Invited Speaker Abstract Submission
Hanne Hoffmann, PhD
Faculty
Michigan State University
East Lansing, Michigan, United States
Hanne M. Hoffmann
Michigan State University
Abstract Text:
Pregnancy relies on precise temporal regulation of hormonal, metabolic, and immune processes to support fetal development and maternal health. Central to this coordination are circadian rhythms, which are approximately 24h rhythms, generated by molecular clocks in nearly all cells and synchronized by the brain’s master pacemaker, the suprachiasmatic nucleus (SCN).
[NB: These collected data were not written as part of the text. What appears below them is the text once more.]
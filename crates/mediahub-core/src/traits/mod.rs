//! Core traits defined in `mediahub-core` and implemented by other crates.

pub mod storage;

pub use storage::StorageProvider;
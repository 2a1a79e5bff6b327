//! Local filesystem storage provider.

use std::path::{Component, Path, PathBuf};

use async_trait::async_trait;
use bytes::Bytes;
use tokio::fs;
use tracing::debug;

use mediahub_core::error::{AppError, ErrorKind};
use mediahub_core::result::AppResult;
use mediahub_core::traits::storage::StorageProvider;

/// Blob store that keeps each key as a file under a root directory.
#[derive(Debug, Clone)]
pub struct LocalStorageProvider {
    root: PathBuf,
}

impl LocalStorageProvider {
    /// Create a provider rooted at the given path, creating it if missing.
    pub async fn new(root_path: impl AsRef<Path>) -> AppResult<Self> {
        let root = root_path.as_ref().to_path_buf();
        fs::create_dir_all(&root).await.map_err(|e| {
            AppError::with_source(
                ErrorKind::Storage,
                format!("Failed to create storage root: {}", root.display()),
                e,
            )
        })?;
        Ok(Self { root })
    }

    /// Map a storage key onto a path inside the root.
    ///
    /// Keys may not escape the root through `..` or absolute components.
    fn resolve(&self, key: &str) -> AppResult<PathBuf> {
        let relative = Path::new(key.trim_start_matches('/'));
        if relative
            .components()
            .any(|c| !matches!(c, Component::Normal(_)))
        {
            return Err(AppError::validation(format!("Invalid storage key: {key}")));
        }
        Ok(self.root.join(relative))
    }
}

#[async_trait]
impl StorageProvider for LocalStorageProvider {
    fn provider_type(&self) -> &str {
        "local"
    }

    async fn health_check(&self) -> AppResult<bool> {
        Ok(fs::metadata(&self.root)
            .await
            .map(|m| m.is_dir())
            .unwrap_or(false))
    }

    async fn read_bytes(&self, key: &str) -> AppResult<Bytes> {
        let path = self.resolve(key)?;
        let data = fs::read(&path).await.map_err(|e| {
            if e.kind() == std::io::ErrorKind::NotFound {
                AppError::not_found(format!("Blob not found: {key}"))
            } else {
                AppError::with_source(ErrorKind::Storage, format!("Failed to read blob: {key}"), e)
            }
        })?;
        Ok(Bytes::from(data))
    }

    async fn write(&self, key: &str, data: Bytes) -> AppResult<()> {
        let path = self.resolve(key)?;
        if let Some(parent) = path.parent() {
            fs::create_dir_all(parent).await.map_err(|e| {
                AppError::with_source(
                    ErrorKind::Storage,
                    format!("Failed to create directory: {}", parent.display()),
                    e,
                )
            })?;
        }

        fs::write(&path, &data).await.map_err(|e| {
            AppError::with_source(ErrorKind::Storage, format!("Failed to write blob: {key}"), e)
        })?;

        debug!(key, bytes = data.len(), "Wrote blob");
        Ok(())
    }

    async fn delete(&self, key: &str) -> AppResult<()> {
        let path = self.resolve(key)?;
        match fs::remove_file(&path).await {
            Ok(()) => {
                debug!(key, "Deleted blob");
                Ok(())
            }
            Err(e) if e.kind() == std::io::ErrorKind::NotFound => Ok(()),
            Err(e) => Err(AppError::with_source(
                ErrorKind::Storage,
                format!("Failed to delete blob: {key}"),
                e,
            )),
        }
    }

    async fn exists(&self, key: &str) -> AppResult<bool> {
        let path = self.resolve(key)?;
        fs::try_exists(&path).await.map_err(|e| {
            AppError::with_source(ErrorKind::Storage, format!("Failed to stat blob: {key}"), e)
        })
    }
}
Disruption of the body's circadian rhythms is associated with an increased risk of gestational diabetes, preeclampsia, and preterm birth in women. Despite these well-established associations, it remains unclear how circadian disruption causes pregnancy complications. To answer this question, we used transgenic mouse models and mouse models of environment-induced circadian dysregulation. We found that healthy control mice adapted SCN circadian output during pregnancy, which was characterized by changes in hypothalamic and SCN neuropeptide expression and increased sensitivity to light. To determine how this increased sensitivity of the SCN to light impacted pregnancy outcome, we exposed the mice to an irregular light-dark cycle, mimicking shiftwork-like lighting. Females were placed on the irregular light-dark cycle for 4-6 weeks prior to pregnancy, and throughout pregnancy, with samples harvested in mid/late gestation and during labor. We found that the irregular-light dark exposure caused circadian dysregulation in peripheral tissues. As expected, circadian dysregulation was associated with changes in immune function, favoring a predominantly pro-inflammatory phenotype. Importantly, circadian dysregulation caused a significant increase in labor complications, primarily resulting in labor dystocia. To determine if the labor dystocia phenotype was caused by circadian dysregulation, causing immune dysregulation in the uterus, we generated conditional knock-out mice, where the clock gene, Bmal1, was deleted in the myometrium. We identified this conditional knock-out mouse to have increased spontaneous uterine contractions, reduced sensitivity to the labor-promoting hormone oxytocin, dysregulated immune infiltration, and increased sensitivity to infection-induced preterm birth. This work identifies the molecular clock and circadian rhythms as central to a healthy pregnancy and provides a novel target for improving outcomes in complicated pregnancies.